"Sometimes, the emotional fallout of CSA may cause relationship problems at work, with friends, with a spouse and/or with his or her family.".
(photo credit: PXHERE)
During the years of my clinical practice, I have treated adults suffering from the consequences of child sexual abuse, or CSA.
People with a CSA history do not necessarily come to therapy looking for help for a CSA problem. Years of repression, disassociation (described in part I), and other psychological defenses and symptoms serve to protect these individuals from re-experiencing terrible memories. Nevertheless, psychological repression only works so far. It is more the rule than the exception that the emotional fallout of CSA comes back to haunt and/or hurt this person. Perhaps the individual suffers from an addiction problem, an eating disorder, a phobia or depression. Sometimes, the emotional fallout of CSA may cause relationship problems at work, with friends, with a spouse and/or with his or her family. Too often, the individual is unaware of how a history of CSA has compromised his or her happiness and psychological functioning.
The primary objective of counseling adult survivors of CSA is to facilitate trauma resolution and foster healing and growth. In the October 1985 issue of American Journal of Orthopsychiatry, David Finkelhor and Angela Brown identify four core trauma outcomes that result from CSA: traumatic sexualization, betrayal, powerlessness, and stigmatization. The authors note that successful treatment needs to identify and help the adult victim work through, and help to resolve the negative impact of the dreadful experience.
Let me briefly try to explain what these terms mean. Traumatic sexualization is the emotional outcome of a child who is used as a sexual object at a time in his or her life that should be a period of protected security and innocence. At some point in treatment, adult CSA individuals convey that these early traumatic experiences have had a profound negative effect on their perception of sexual intimacy.
Betrayal is what children who are sexually abused feel. Their protectors have let them down. This betrayal leads to a loss of trust in people that has a far-reaching impact on their willingness to engage in intimate relationships and succeed.
Powerlessness is the emotional state that one feels when forced to do something that is against their emotional will. In fact, this powerlessness may result in some CSA victims’ psychological identification with the aggressor – the person who perpetuated the sexual abuse against them – and they in turn act abusively to someone else. Thus, they may repeat some of the psychological trauma they went through. This powerful emotional defense against powerlessness is counter-productive and interferes with the individual’s attempts to be in a healthy intimate relationship.

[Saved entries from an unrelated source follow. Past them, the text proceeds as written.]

//! Application settings configuration.

use serde::{Deserialize, Serialize};

use super::{ConfigError, Result};

/// Application-wide settings.
#[derive(Debug, Clone, PartialEq, Eq, Serialize, Deserialize)]
#[serde(default)]
pub struct Settings {
    /// Base URL of the admin REST API (e.g. "https://admin.example.com/api").
    pub api_url: String,
    /// Role string that grants access to the admin screens.
    pub admin_role: String,
    /// HTTP request timeout in seconds.
    pub request_timeout_secs: u64,
    /// Event loop tick rate in milliseconds.
    pub tick_rate_ms: u64,
    /// How long a keyring session read stays valid, in seconds.
    pub session_refresh_secs: u64,
}

impl Default for Settings {
    fn default() -> Self {
        Self {
            api_url: "http://localhost:8080/api".to_string(),
            admin_role: "Admin".to_string(),
            request_timeout_secs: 30,
            tick_rate_ms: 100,
            session_refresh_secs: 2,
        }
    }
}

impl Settings {
    /// Validate these settings.
    ///
    /// # Errors
    ///
    /// Returns a `ConfigError::ValidationError` describing the first problem.
    pub fn validate(&self) -> Result<()> {
        if self.api_url.trim().is_empty() {
            return Err(ConfigError::ValidationError(
                "api_url cannot be empty".to_string(),
            ));
        }

        if !self.api_url.starts_with("https://") && !self.api_url.starts_with("http://") {
            return Err(ConfigError::ValidationError(format!(
                "api_url '{}' must start with http:// or https://",
                self.api_url
            )));
        }

        if self.admin_role.trim().is_empty() {
            return Err(ConfigError::ValidationError(
                "admin_role cannot be empty".to_string(),
            ));
        }

        if self.request_timeout_secs == 0 {
            return Err(ConfigError::ValidationError(
                "request_timeout_secs must be greater than zero".to_string(),
            ));
        }

        if self.tick_rate_ms == 0 {
            return Err(ConfigError::ValidationError(
                "tick_rate_ms must be greater than zero".to_string(),
            ));
        }

        Ok(())
    }
}

#[cfg(test)]
mod tests {
    use super::*;

    #[test]
    fn test_default_settings_valid() {
        assert!(Settings::default().validate().is_ok());
        assert_eq!(Settings::default().admin_role, "Admin");
    }

    #[test]
    fn test_empty_url_rejected() {
        let settings = Settings {
            api_url: "".to_string(),
            ..Default::default()
        };
        let err = settings.validate().unwrap_err();
        assert!(err.to_string().contains("api_url cannot be empty"));
    }

    #[test]
    fn test_invalid_url_scheme_rejected() {
        let settings = Settings {
            api_url: "admin.example.com".to_string(),
            ..Default::default()
        };
        let err = settings.validate().unwrap_err();
        assert!(err.to_string().contains("must start with http"));
    }

    #[test]
    fn test_empty_role_rejected() {
        let settings = Settings {
            admin_role: " ".to_string(),
            ..Default::default()
        };
        assert!(settings.validate().is_err());
    }

    #[test]
    fn test_zero_timeout_rejected() {
        let settings = Settings {
            request_timeout_secs: 0,
            ..Default::default()
        };
        assert!(settings.validate().is_err());
    }

    #[test]
    fn test_partial_toml_uses_defaults() {
        let settings: Settings = toml::from_str(r#"api_url = "https://admin.example.com""#).unwrap();
        assert_eq!(settings.api_url, "https://admin.example.com");
        assert_eq!(settings.admin_role, "Admin");
        assert_eq!(settings.tick_rate_ms, 100);
    }
}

Last, stigmatization is the feeling of being perceived, real or imagined, as damaged goods, bad and guilty.
FOR A therapist to be effective, good rapport with the client is essential in getting the individual to open up and talk about their victimization. The client has to learn to trust the therapist, and this trust becomes the first step toward the healing process. However, trusting people is not an easy task for a CSA individual who subconsciously fears that talking about their experiences will trigger terrible memories and a feeling of re-victimization. Nevertheless, major progress in the treatment process begins when the client starts to tell his or her painful story.
It is critical that the therapist demonstrate the utmost empathy and attunement. Most CSA clients benefit enormously by telling their story, often telling it for the first time in their life. Telling the story may take many sessions as the individual reveals and describes what ultimately can trigger flashbacks and considerable pain. Many of my CSA clients have told me that they never cried about what happened to them as children. Nevertheless, the release of pain and tears is a central part of the healing process.

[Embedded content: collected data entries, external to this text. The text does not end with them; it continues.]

//! Help panel listing keyboard shortcuts.
//!
//! Opened with '?' and closed with '?', 'q' or Escape. Scrolls when the
//! terminal is too short for the full list.

use crossterm::event::{KeyCode, KeyEvent, KeyModifiers};
use ratatui::{
    layout::{Alignment, Rect},
    style::{Modifier, Style},
    text::{Line, Span},
    widgets::{Block, Borders, Clear, Paragraph, Scrollbar, ScrollbarOrientation, ScrollbarState},
    Frame,
};

use crate::events::{get_keybindings_grouped, KeyContext, Keybinding};
use crate::ui::theme::theme;

/// Actions returned from the help view.
#[derive(Debug, Clone, PartialEq, Eq)]
pub enum HelpAction {
    Close,
}

/// The help panel view.
pub struct HelpView {
    grouped_bindings: Vec<(KeyContext, Vec<Keybinding>)>,
    scroll: usize,
    total_lines: usize,
    /// Updated on render.
    visible_height: usize,
}

impl HelpView {
    pub fn new() -> Self {
        let grouped_bindings = get_keybindings_grouped();
        // header and blank line, bindings, trailing blank; then the footer
        let total_lines = grouped_bindings
            .iter()
            .map(|(_, bindings)| bindings.len() + 3)
            .sum::<usize>()
            + 1;

        Self {
            grouped_bindings,
            scroll: 0,
            total_lines,
            visible_height: 0,
        }
    }

    pub fn reset_scroll(&mut self) {
        self.scroll = 0;
    }

    fn max_scroll(&self) -> usize {
        self.total_lines.saturating_sub(self.visible_height)
    }

    /// Handle keyboard input. All keys are consumed while help is open.
    pub fn handle_input(&mut self, key_event: KeyEvent) -> Option<HelpAction> {
        match (key_event.code, key_event.modifiers) {
            (KeyCode::Char('?'), _) | (KeyCode::Char('q'), KeyModifiers::NONE) | (KeyCode::Esc, _) => {
                return Some(HelpAction::Close);
            }
            (KeyCode::Char('j'), KeyModifiers::NONE) | (KeyCode::Down, _) => {
                self.scroll = (self.scroll + 1).min(self.max_scroll());
            }
            (KeyCode::Char('k'), KeyModifiers::NONE) | (KeyCode::Up, _) => {
                self.scroll = self.scroll.saturating_sub(1);
            }
            (KeyCode::PageDown, _) => {
                let page = self.visible_height.saturating_sub(2);
                self.scroll = (self.scroll + page).min(self.max_scroll());
            }
            (KeyCode::PageUp, _) => {
                let page = self.visible_height.saturating_sub(2);
                self.scroll = self.scroll.saturating_sub(page);
            }
            (KeyCode::Char('g'), KeyModifiers::NONE) => self.scroll = 0,
            (KeyCode::Char('G'), _) => self.scroll = self.max_scroll(),
            _ => {}
        }
        None
    }

    /// Render the help panel over `area`.
    pub fn render(&mut self, frame: &mut Frame, area: Rect) {
        let t = theme();
        frame.render_widget(Clear, area);

        let block = Block::default()
            .title(" Help - Keyboard Shortcuts ")
            .title_alignment(Alignment::Center)
            .borders(Borders::ALL)
            .border_style(Style::default().fg(t.accent));

        let inner = block.inner(area);
        frame.render_widget(block, area);
        self.visible_height = inner.height as usize;

        let paragraph = Paragraph::new(self.build_content_lines()).scroll((self.scroll as u16, 0));
        frame.render_widget(paragraph, inner);

        if self.total_lines > self.visible_height {
            let scrollbar = Scrollbar::new(ScrollbarOrientation::VerticalRight)
                .begin_symbol(Some("▲"))
                .end_symbol(Some("▼"));
            let mut state = ScrollbarState::new(self.max_scroll()).position(self.scroll);
            let scrollbar_area = Rect::new(
                area.x + area.width.saturating_sub(1),
                area.y + 1,
                1,
                area.height.saturating_sub(2),
            );
            frame.render_stateful_widget(scrollbar, scrollbar_area, &mut state);
        }
    }

    fn build_content_lines(&self) -> Vec<Line<'static>> {
        let t = theme();
        let mut lines: Vec<Line<'static>> = Vec::with_capacity(self.total_lines);

        for (context, bindings) in &self.grouped_bindings {
            lines.push(Line::from(Span::styled(
                format!("── {} ──", context.display()),
                Style::default()
                    .fg(t.border_focused)
                    .add_modifier(Modifier::BOLD),
            )));
            lines.push(Line::from(""));

            for binding in bindings {
                lines.push(Line::from(vec![
                    Span::styled(
                        format!("{:>16}", binding.key),
                        Style::default().fg(t.accent).add_modifier(Modifier::BOLD),
                    ),
                    Span::raw("  "),
                    Span::raw(binding.description),
                ]));
            }

            lines.push(Line::from(""));
        }

        lines.push(Line::from(Span::styled(
            "Press ?, q, or Esc to close",
            Style::default().fg(t.muted),
        )));

        lines
    }
}

impl Default for HelpView {
    fn default() -> Self {
        Self::new()
    }
}
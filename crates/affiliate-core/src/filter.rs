//! Listing categories and the status sets behind them.
//!
//! A category is evaluated from one organization's point of view. Each
//! category names the statuses that qualify a record when that
//! organization is the requester and, separately, when it is the
//! counterpart. The sets are asymmetric: they encode which side owns the
//! next move after a cancel, reject or revoke.

use serde::{Deserialize, Serialize};

use crate::models::affiliation::AffiliationStatus;

use AffiliationStatus::*;

/// Listing category requested by a caller.
#[derive(Debug, Clone, Copy, PartialEq, Eq, Default, Serialize, Deserialize)]
#[serde(rename_all = "SCREAMING_SNAKE_CASE")]
pub enum FilterType {
    Unaffiliated,
    Affiliates,
    ActiveRequests,
    #[default]
    All,
}

/// Qualifying statuses for each side of a record.
#[derive(Debug, Clone, Copy, PartialEq, Eq)]
pub struct StatusSets {
    pub as_requester: &'static [AffiliationStatus],
    pub as_counterpart: &'static [AffiliationStatus],
}

const UNAFFILIATED: StatusSets = StatusSets {
    as_requester: &[Removed, RevokedFrom, Cancelled],
    as_counterpart: &[Rejected, Removed, RevokedTo],
};

const AFFILIATES: StatusSets = StatusSets {
    as_requester: &[Affiliated],
    as_counterpart: &[Affiliated],
};

const ACTIVE_REQUESTS: StatusSets = StatusSets {
    as_requester: &[ActiveRequest, Rejected, RevokedTo],
    as_counterpart: &[ActiveRequest, Cancelled, RevokedFrom],
};

const ALL: StatusSets = StatusSets {
    as_requester: AffiliationStatus::PERSISTED,
    as_counterpart: AffiliationStatus::PERSISTED,
};

impl FilterType {
    pub fn status_sets(self) -> StatusSets {
        match self {
            FilterType::Unaffiliated => UNAFFILIATED,
            FilterType::Affiliates => AFFILIATES,
            FilterType::ActiveRequests => ACTIVE_REQUESTS,
            FilterType::All => ALL,
        }
    }
}

/// Statuses the original requester may re-raise from.
pub const REOPENABLE_BY_REQUESTER: &[AffiliationStatus] = &[Cancelled, RevokedFrom];

/// Statuses the original counterpart may re-raise from.
pub const REOPENABLE_BY_COUNTERPART: &[AffiliationStatus] = &[Rejected, RevokedTo];

/// Terminal statuses a record can be removed from.
pub const REMOVABLE: &[AffiliationStatus] = &[
    Cancelled,
    Rejected,
    RevokedFrom,
    RevokedTo,
    UnregisteredTo,
    UnregisteredFrom,
];
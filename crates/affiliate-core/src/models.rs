//! Domain models for organizations and their affiliations.

pub mod affiliation;
pub mod organization;
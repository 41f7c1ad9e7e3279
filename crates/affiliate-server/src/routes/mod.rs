pub mod affiliation;
pub mod health;
pub mod organization;
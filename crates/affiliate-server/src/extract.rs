//! Request extractors.

use affiliate_core::models::organization::OrganizationId;
use affiliate_service::validator::validate_organization_id;
use axum::extract::FromRequestParts;
use axum::http::request::Parts;

use crate::error::AppError;

/// Header naming the organization on whose behalf a request is made.
pub const ORGANIZATION_HEADER: &str = "x-organization-id";

/// The calling organization, taken from the `X-Organization-Id` header.
#[derive(Debug, Clone, Copy, PartialEq, Eq)]
pub struct CallerOrganization(pub OrganizationId);

impl<S: Send + Sync> FromRequestParts<S> for CallerOrganization {
    type Rejection = AppError;

    async fn from_request_parts(parts: &mut Parts, _state: &S) -> Result<Self, Self::Rejection> {
        let value = parts
            .headers
            .get(ORGANIZATION_HEADER)
            .ok_or_else(|| AppError::Malformed("Missing X-Organization-Id header".into()))?;

        let id = value
            .to_str()
            .ok()
            .and_then(|v| v.trim().parse::<OrganizationId>().ok())
            .ok_or_else(|| AppError::Malformed("Invalid X-Organization-Id header".into()))?;

        Ok(Self(validate_organization_id(id)?))
    }
}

There is so much self-blame among adult survivors of CSA. I utilize cognitive therapy techniques to help these individuals get a realistic understanding that they are not to blame or the guilty party. Instead, they were used as sexual objects and are the victims. Both expressing anger and shedding tears is encouraged. The literature clearly states that part of the clinical work with trauma victims is experiencing and releasing many of the feelings associated with the trauma that typically have remained unexpressed and repressed. It is important to help the CSA individual to explore the total range of his or her feelings toward the abuser(s), and in some instances, the non-protective parents, siblings or caretakers.
There are enormous challenges that a CSA victim needs to face in his or her therapeutic journey in order to recover from child sexual abuse. However, there is tremendous hope for these individuals when they face and work through their painful experiences in the safety of a solid therapeutic environment. In Part III, I will write about prevention strategies.
The writer is a marital, child and adult cognitive-behavioral psychotherapist with offices in Jerusalem and Ra’anana.